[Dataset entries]
[Start of Attachment]
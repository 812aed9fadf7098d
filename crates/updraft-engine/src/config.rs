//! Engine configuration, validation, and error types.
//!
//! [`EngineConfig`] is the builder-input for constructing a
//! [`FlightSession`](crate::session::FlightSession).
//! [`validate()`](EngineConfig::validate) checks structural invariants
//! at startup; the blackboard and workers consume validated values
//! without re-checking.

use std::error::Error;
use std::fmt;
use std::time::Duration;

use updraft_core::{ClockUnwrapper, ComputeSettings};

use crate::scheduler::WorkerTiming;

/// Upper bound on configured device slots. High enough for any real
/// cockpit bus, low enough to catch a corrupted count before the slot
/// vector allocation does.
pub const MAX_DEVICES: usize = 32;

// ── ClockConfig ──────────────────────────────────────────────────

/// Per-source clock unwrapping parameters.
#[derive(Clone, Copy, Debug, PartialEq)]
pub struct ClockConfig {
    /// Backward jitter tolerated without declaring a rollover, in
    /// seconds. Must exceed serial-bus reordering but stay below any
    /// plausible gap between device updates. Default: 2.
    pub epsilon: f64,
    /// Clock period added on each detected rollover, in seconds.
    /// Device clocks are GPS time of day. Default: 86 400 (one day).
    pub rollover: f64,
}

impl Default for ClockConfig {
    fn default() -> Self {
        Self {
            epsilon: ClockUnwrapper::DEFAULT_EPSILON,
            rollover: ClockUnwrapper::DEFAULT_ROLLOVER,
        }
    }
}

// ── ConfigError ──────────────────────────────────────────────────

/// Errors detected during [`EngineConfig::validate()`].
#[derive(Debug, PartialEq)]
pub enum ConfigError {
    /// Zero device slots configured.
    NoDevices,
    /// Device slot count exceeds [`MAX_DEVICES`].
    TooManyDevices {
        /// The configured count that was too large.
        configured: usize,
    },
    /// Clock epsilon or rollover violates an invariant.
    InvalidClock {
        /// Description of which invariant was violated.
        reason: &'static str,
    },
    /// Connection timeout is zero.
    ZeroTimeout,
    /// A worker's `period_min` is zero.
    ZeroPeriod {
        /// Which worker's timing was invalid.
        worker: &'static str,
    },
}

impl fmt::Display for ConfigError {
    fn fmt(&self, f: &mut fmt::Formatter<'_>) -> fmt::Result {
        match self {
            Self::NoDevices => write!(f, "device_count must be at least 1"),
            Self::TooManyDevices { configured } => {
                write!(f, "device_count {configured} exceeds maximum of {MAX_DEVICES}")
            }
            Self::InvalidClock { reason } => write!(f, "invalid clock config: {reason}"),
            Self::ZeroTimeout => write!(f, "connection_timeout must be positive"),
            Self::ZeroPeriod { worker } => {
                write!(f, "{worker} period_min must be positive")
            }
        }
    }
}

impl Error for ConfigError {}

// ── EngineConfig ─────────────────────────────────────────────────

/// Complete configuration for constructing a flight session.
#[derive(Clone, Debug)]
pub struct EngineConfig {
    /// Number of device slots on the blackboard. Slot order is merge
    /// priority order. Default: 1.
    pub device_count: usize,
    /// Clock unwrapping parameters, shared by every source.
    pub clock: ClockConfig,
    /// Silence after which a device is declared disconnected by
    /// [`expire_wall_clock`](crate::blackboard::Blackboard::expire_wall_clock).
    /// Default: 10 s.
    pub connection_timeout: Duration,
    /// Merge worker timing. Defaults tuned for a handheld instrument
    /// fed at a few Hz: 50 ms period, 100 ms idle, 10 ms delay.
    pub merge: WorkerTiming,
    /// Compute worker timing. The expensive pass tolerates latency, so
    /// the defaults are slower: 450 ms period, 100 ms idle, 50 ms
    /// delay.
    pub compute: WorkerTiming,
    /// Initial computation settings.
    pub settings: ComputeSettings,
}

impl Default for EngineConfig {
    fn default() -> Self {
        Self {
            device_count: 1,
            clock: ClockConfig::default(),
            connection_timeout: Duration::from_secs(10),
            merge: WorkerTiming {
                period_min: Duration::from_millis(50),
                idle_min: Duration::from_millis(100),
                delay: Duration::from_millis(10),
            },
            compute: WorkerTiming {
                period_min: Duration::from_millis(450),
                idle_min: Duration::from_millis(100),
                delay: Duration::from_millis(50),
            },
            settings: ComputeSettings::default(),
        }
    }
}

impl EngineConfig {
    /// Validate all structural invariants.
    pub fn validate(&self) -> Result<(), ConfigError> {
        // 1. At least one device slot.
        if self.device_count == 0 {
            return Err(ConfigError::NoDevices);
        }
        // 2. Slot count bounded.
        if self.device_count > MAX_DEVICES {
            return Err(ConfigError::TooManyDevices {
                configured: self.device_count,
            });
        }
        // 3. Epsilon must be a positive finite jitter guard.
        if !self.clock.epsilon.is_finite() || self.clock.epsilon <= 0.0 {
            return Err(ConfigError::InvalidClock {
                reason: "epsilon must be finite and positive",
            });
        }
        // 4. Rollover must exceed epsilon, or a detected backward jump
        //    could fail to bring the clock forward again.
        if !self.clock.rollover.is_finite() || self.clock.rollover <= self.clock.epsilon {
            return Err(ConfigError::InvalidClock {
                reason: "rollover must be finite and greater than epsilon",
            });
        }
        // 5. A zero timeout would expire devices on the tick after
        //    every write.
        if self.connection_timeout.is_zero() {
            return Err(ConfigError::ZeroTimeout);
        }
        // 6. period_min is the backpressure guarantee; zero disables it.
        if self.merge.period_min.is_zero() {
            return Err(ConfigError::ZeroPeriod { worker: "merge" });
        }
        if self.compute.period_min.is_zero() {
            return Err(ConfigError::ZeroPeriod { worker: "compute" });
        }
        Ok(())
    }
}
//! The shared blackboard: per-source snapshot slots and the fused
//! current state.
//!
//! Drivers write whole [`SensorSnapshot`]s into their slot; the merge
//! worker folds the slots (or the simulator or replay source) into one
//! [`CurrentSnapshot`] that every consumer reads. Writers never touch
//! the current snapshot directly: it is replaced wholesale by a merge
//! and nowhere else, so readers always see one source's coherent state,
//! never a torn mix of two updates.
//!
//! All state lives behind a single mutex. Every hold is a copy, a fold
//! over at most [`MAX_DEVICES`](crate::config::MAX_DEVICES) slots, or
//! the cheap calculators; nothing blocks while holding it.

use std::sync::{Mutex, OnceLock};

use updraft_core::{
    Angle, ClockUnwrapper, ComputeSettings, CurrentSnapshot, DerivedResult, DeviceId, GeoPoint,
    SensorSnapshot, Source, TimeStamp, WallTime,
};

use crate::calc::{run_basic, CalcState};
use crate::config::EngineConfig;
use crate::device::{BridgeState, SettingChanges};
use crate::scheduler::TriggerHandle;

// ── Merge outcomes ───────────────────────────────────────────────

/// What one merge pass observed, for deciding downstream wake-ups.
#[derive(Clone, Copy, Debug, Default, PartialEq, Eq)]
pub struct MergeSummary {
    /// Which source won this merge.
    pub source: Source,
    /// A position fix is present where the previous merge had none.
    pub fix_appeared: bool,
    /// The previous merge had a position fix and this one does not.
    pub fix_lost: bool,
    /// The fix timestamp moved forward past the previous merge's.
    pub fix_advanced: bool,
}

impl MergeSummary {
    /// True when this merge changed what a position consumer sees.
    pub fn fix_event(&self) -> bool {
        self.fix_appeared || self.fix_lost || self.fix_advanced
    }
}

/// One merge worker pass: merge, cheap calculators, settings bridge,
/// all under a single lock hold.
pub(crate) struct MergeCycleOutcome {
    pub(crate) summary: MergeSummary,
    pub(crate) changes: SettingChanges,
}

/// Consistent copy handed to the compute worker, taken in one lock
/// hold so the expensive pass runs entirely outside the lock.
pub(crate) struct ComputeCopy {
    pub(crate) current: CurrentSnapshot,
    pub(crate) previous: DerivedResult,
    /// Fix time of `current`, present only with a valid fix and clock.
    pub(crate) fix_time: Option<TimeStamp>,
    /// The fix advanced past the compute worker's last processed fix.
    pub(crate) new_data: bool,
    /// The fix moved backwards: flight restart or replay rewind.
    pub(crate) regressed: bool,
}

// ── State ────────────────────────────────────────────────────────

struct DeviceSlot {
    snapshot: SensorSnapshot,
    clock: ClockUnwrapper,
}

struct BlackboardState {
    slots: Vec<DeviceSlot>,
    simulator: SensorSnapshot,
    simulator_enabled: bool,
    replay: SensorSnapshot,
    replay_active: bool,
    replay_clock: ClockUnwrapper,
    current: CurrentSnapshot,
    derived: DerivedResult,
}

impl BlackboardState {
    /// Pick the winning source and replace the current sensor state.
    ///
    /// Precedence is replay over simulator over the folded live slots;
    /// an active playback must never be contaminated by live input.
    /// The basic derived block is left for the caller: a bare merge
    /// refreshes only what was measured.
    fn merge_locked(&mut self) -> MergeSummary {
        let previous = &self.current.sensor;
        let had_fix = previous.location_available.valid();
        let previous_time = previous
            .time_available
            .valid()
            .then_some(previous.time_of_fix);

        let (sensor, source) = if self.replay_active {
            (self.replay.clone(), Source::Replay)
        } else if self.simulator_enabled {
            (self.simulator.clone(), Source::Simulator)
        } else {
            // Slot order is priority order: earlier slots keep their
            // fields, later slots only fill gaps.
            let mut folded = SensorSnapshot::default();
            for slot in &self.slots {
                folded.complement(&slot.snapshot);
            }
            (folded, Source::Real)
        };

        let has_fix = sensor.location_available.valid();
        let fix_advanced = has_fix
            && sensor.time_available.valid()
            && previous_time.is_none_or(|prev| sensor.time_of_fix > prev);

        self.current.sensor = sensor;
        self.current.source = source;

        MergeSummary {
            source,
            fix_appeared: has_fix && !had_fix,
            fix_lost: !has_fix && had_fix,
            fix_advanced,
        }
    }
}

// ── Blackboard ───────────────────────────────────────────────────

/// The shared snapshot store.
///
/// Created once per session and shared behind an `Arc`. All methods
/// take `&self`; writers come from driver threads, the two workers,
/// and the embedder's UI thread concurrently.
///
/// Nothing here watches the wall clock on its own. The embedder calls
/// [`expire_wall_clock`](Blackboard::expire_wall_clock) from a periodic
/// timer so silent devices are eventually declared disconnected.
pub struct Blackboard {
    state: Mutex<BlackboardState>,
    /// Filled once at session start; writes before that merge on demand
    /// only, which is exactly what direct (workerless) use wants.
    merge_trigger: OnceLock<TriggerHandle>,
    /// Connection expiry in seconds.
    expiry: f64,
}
[End of Attachment]
### [Work task]
Only one number is needed: please count the lines of the entries above in which the string "BlackboardState" occurs.

### [The completed task]
3